Section 3-103 of the Administrative Review Law is clear. It
requires that an administrative review action be commenced within
35 days of the decision from which review is sought. 735 ILCS
5/3-103 (West 1994); Lockett v. Chicago Police Board, 133 Ill. 2d 349, 354-55, 549 N.E.2d 1266 (1990). Plaintiff's second complaint
seeking administrative review was filed more than 3 years after
the final administrative decision he sought to challenge had been
rendered. This was long after the circuit court's "final
disposition" of the case, when the circuit court lost its
jurisdiction over the plaintiff's initial complaint. See 735 ILCS
5/3-104 (West 1994). Accordingly, the orders of the circuit court
staying the proceedings and remanding the case to the Department
are void. Swope v. Northern Illinois Gas Co., 221 Ill. App. 3d
241, 243, 581 N.E.2d 819 (1991). 
     Plaintiff raises the novel argument that, pursuant to the
provisions of section 3-111(a)(7) of the Administrative Review
Law, the circuit court has the power to remand a case to an
administrative agency for the limited purpose of taking
additional evidence, even after the circuit court has lost
jurisdiction over the matter. Section 3-111 provides in pertinent
part:
          "(a) The Circuit Court has power:
                                   * * *
          "(7) where a hearing has been held by the
          agency, to remand for the purpose of taking
          additional evidence when from the state of
          the record of the administrative agency or
          otherwise it shall appear that such action is
          just." 735 ILCS 5/3-111(a)(7) (West 1996).

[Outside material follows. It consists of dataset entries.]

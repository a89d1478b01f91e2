//! Trailing volume average and surge detection

use crate::common::math;
use crate::models::Bar;

/// Mean of the trailing `window` volumes
pub fn calculate_volume_average(bars: &[Bar], window: u32) -> Option<f64> {
    let volumes: Vec<f64> = bars.iter().map(|b| b.volume).collect();
    math::sma(&volumes, window as usize)
}

/// Volume average for every bar, `None` until `window` bars are available
pub fn calculate_volume_average_series(bars: &[Bar], window: u32) -> Vec<Option<f64>> {
    let volumes: Vec<f64> = bars.iter().map(|b| b.volume).collect();
    math::rolling_sma(&volumes, window as usize)
}

/// Whether the latest volume exceeds its trailing average by `multiplier`
pub fn is_volume_surge(bars: &[Bar], window: u32, multiplier: f64) -> Option<bool> {
    let average = calculate_volume_average(bars, window)?;
    let latest = bars.last()?.volume;
    Some(latest > average * multiplier)
}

We disagree with plaintiff's expansive reading of section 3-
111(a)(7).
     When the circuit court considers a matter on administrative
review, it sits as a court of review, giving deference to the
findings of fact made by the agency from which the appeal is
taken. See 735 ILCS 5/3-110 (West 1994). Like other Illinois
courts of review, the circuit court must have the power to remand
the case during the proceedings if it determines that remand is
required by the record presented to it. Section 3-111(a)(7)
merely codifies this rule of appellate procedure, in much the
same way as Supreme Court Rule 366(a)(5) codifies the law of
remandment for our appellate and supreme courts. Cf. 134 Ill. 2d
R. 366(a)(5)("the reviewing court may *** grant any relief,
including remandment, *** that the case may require"). 
     Allowing the circuit court to order remand during the course
of the proceedings is far different, however, from allowing the
court to re-exert its jurisdiction after final disposition. To
allow litigants to re-invoke the circuit court's jurisdiction
simply by alleging the existence of newly discovered evidence in
the circuit court, long after an administrative proceeding has
been concluded, would fatally undermine the finality of
administrative decisions and would directly contravene the
jurisdictional language of sections 3-103 and 3-104.
     Because the circuit court lacked jurisdiction to consider
the plaintiff's second administrative review action, the orders
of the circuit court are void and are hereby vacated.
     GREIMAN, P.J., and QUINN, J., concur.